AAMI News September 2017
Clinicians Monitor the Present to Predict the Future
For some, the concept of “continuous monitoring” means collecting information about patients in real time to see if their condition requires immediate medical intervention. But for others, continuous monitoring is more than a peephole view into the present. Rather, it’s a telescope that looks over the horizon to help see a patient’s future—and make course corrections along the way.
In a roundtable discussion published in the July/August 2017 issue of BI&T, R. Scott Evans, medical informatics director at Intermountain Healthcare in Salt Lake City, UT, described his hospital’s initiative to predict and intervene in cases of patient deterioration—the Early Predictor of Deterioration (ePOD).
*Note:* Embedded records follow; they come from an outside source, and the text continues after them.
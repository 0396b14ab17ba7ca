//! Element handles and the row shapes read back from Neo4j.

use std::collections::{BTreeMap, HashMap};

use inventory_core::{DataView, Entity, InventoryError, Properties, Result, Shape, StructuredData};

use crate::cypher::property_key;

/// Handle to a node or relationship, by Neo4j element id.
#[derive(Debug, Clone, PartialEq, Eq, Hash)]
pub enum GraphElement {
    Entity(String),
    Data(String),
    Edge(String),
}

impl GraphElement {
    pub fn element_id(&self) -> &str {
        match self {
            GraphElement::Entity(id) | GraphElement::Data(id) | GraphElement::Edge(id) => id,
        }
    }

    /// A node handle, telling entity nodes from data nodes.
    pub fn node(element_id: String, is_entity: bool) -> Self {
        if is_entity {
            GraphElement::Entity(element_id)
        } else {
            GraphElement::Data(element_id)
        }
    }
}

/// The property map written to an entity node.
///
/// The entity travels whole as JSON in `body`; `path`, `id` and `kind` are
/// duplicated for matching, and each property is stored under its own key so
/// property filters can compare in Cypher.
pub fn entity_record(entity: &Entity, token: &str) -> Result<HashMap<String, String>> {
    let mut stored = entity.clone();
    if let Entity::DataEntity(data) = &mut stored {
        data.value = StructuredData::Undefined;
    }

    let mut record = HashMap::new();
    record.insert("path".to_string(), entity.path().to_string());
    record.insert("id".to_string(), entity.id().to_string());
    record.insert("kind".to_string(), entity.kind().label().to_string());
    record.insert("token".to_string(), token.to_string());
    record.insert("body".to_string(), serde_json::to_string(&stored)?);
    for (name, value) in entity.properties() {
        record.insert(property_key(name), crate::cypher::encode_value(value));
    }
    Ok(record)
}

pub fn decode_entity(body: &str) -> Result<Entity> {
    Ok(serde_json::from_str(body)?)
}

pub fn decode_properties(raw: Option<&str>) -> Result<Properties> {
    match raw {
        Some(raw) if !raw.is_empty() => Ok(serde_json::from_str(raw)?),
        _ => Ok(Properties::new()),
    }
}

/// One structured-data node together with the link to its parent.
#[derive(Debug, Clone)]
pub struct DataRow {
    pub element_id: String,
    pub shape: Shape,
    pub value: String,
    pub parent: Option<String>,
    pub key: Option<String>,
    pub idx: i64,
}

/// Rebuild the value rooted at `root` from its rows.
///
/// Rows for nodes below the requested depth are simply absent, so a shallow
/// read yields nested containers without children.
pub fn assemble(root: &str, rows: &[DataRow], view: DataView) -> Result<StructuredData> {
    let by_id: HashMap<&str, &DataRow> = rows.iter().map(|r| (r.element_id.as_str(), r)).collect();
    let mut children: HashMap<&str, Vec<&DataRow>> = HashMap::new();
    for row in rows {
        if row.element_id == root {
            continue;
        }
        if let Some(parent) = row.parent.as_deref() {
            children.entry(parent).or_default().push(row);
        }
    }
    for siblings in children.values_mut() {
        siblings.sort_by_key(|r| r.idx);
    }

    let root_row = by_id.get(root).ok_or_else(|| InventoryError::Conversion {
        expected: "structured data".to_string(),
        actual: format!("missing node {root}"),
    })?;
    let depth = match view {
        DataView::Deep => usize::MAX,
        DataView::Shallow => 1,
    };
    build(root_row, &children, depth)
}

fn build(
    row: &DataRow,
    children: &HashMap<&str, Vec<&DataRow>>,
    depth: usize,
) -> Result<StructuredData> {
    let below: &[&DataRow] = if depth == 0 {
        &[]
    } else {
        children
            .get(row.element_id.as_str())
            .map(Vec::as_slice)
            .unwrap_or(&[])
    };

    match row.shape {
        Shape::List => Ok(StructuredData::List(
            below
                .iter()
                .map(|child| build(child, children, depth - 1))
                .collect::<Result<Vec<_>>>()?,
        )),
        Shape::Map => {
            let mut entries = BTreeMap::new();
            for child in below {
                let key = child.key.clone().unwrap_or_default();
                entries.insert(key, build(child, children, depth - 1)?);
            }
            Ok(StructuredData::Map(entries))
        }
        _ => decode_scalar(row),
    }
}

fn decode_scalar(row: &DataRow) -> Result<StructuredData> {
    if row.value.is_empty() {
        return Ok(StructuredData::empty_of(row.shape));
    }
    let json: serde_json::Value = serde_json::from_str(&row.value)?;
    let value = StructuredData::from(json);
    // JSON cannot tell 1.0 from 1 once written, so trust the stored shape.
    Ok(match (row.shape, value) {
        (Shape::Floating, StructuredData::Integral(i)) => StructuredData::Floating(i as f64),
        (_, value) => value,
    })
}
//! Entity types for the inventory graph.
//!
//! Every entity carries its [`CanonicalPath`] (the only identity it has outside a
//! backend) and a free-form property map. Kind-specific attributes live on the
//! individual structs; [`Entity`] wraps them all.

use std::collections::BTreeMap;
use std::fmt;

use serde::{Deserialize, Serialize};

use crate::data::{DataRole, StructuredData};
use crate::error::{InventoryError, Result};
use crate::kind::EntityKind;
use crate::path::CanonicalPath;

pub type Properties = BTreeMap<String, serde_json::Value>;

// ── Entities ─────────────────────────────────────────────────────

#[derive(Debug, Clone, PartialEq, Serialize, Deserialize)]
pub struct Tenant {
    pub path: CanonicalPath,
    #[serde(default)]
    pub properties: Properties,
}

#[derive(Debug, Clone, PartialEq, Serialize, Deserialize)]
pub struct Environment {
    pub path: CanonicalPath,
    #[serde(default)]
    pub properties: Properties,
}

/// An agent feeding resources and metrics into an environment.
#[derive(Debug, Clone, PartialEq, Serialize, Deserialize)]
pub struct Feed {
    pub path: CanonicalPath,
    #[serde(default)]
    pub properties: Properties,
}

#[derive(Debug, Clone, PartialEq, Serialize, Deserialize)]
pub struct ResourceType {
    pub path: CanonicalPath,
    pub version: Option<String>,
    #[serde(default)]
    pub properties: Properties,
}

#[derive(Debug, Clone, PartialEq, Serialize, Deserialize)]
pub struct MetricType {
    pub path: CanonicalPath,
    pub unit: String,
    #[serde(default)]
    pub properties: Properties,
}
“We heard from our medical emergency team (MET) that many patients were not being identified as soon as possible and sometimes could have been identified up to 12 hours earlier,” said Evans. “We tried to figure out if we could use clinical decision support to identify those patients and alert nursing as soon as possible.”
ePOD collects vital signs and other relevant health information, such as heart rate, blood pressure, respiratory rate, and neurological scores, from physiologic monitors and the electronic health records of acute care patients at regular intervals. A computer algorithm developed to predict physiologic deterioration then analyzes this data and assigns a score for the patient. If the score is too high, nursing staff is alerted using a pager system and a secure website that displays the deterioration signs graphically.
The project, which Evans and others at Intermountain described in a 2014 study published in the Journal of the American Medical Informatics Association, resulted in more appropriate calls to the MET and fewer patient deaths.
J. Randall Moorman, a professor of internal medicine, physiology, and biomedical engineering at the University of Virginia, described another life-saving initiative during his keynote address at the AAMI 2017 Conference & Expo last June. Moorman and others have collected more than 100 terabytes of data from continuous electronic monitors to develop a “risk estimation device” called CoMET (continuous monitoring of event trajectories).
CoMET capitalizes on an abnormality in heat rate patterns that is observed in premature infants who are likely to develop sepsis. A predictive model uses this information to help predict sepsis—and allow for treatment to begin—before clinical signs appear. According to Moorman, that prediction saves one life per 48 very low birthweight infants (less than 1,500 g) and one life per 23 extremely low birthweight infants (less than 1,000 g).
Moorman and his team are now working to use similar predictive methods to reduce deaths in adults.